(EXERCISE INSTRUCTIONS): Extract every line below, verbatim.

(GIVEN DATA):
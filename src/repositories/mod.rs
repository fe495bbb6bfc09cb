//! Repositorios de acceso a datos
//!
//! Envuelven el almacén SQLite; un repositorio por tabla.

pub mod route_repository;
pub mod schedule_repository;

(ANSWER BOX):
filename src/repositories/mod.rs
repository fe495bbb6bfc09cb
//! Repositorios de acceso a datos
//!
//! Envuelven el almacén SQLite; un repositorio por tabla.

pub mod route_repository;
pub mod schedule_repository;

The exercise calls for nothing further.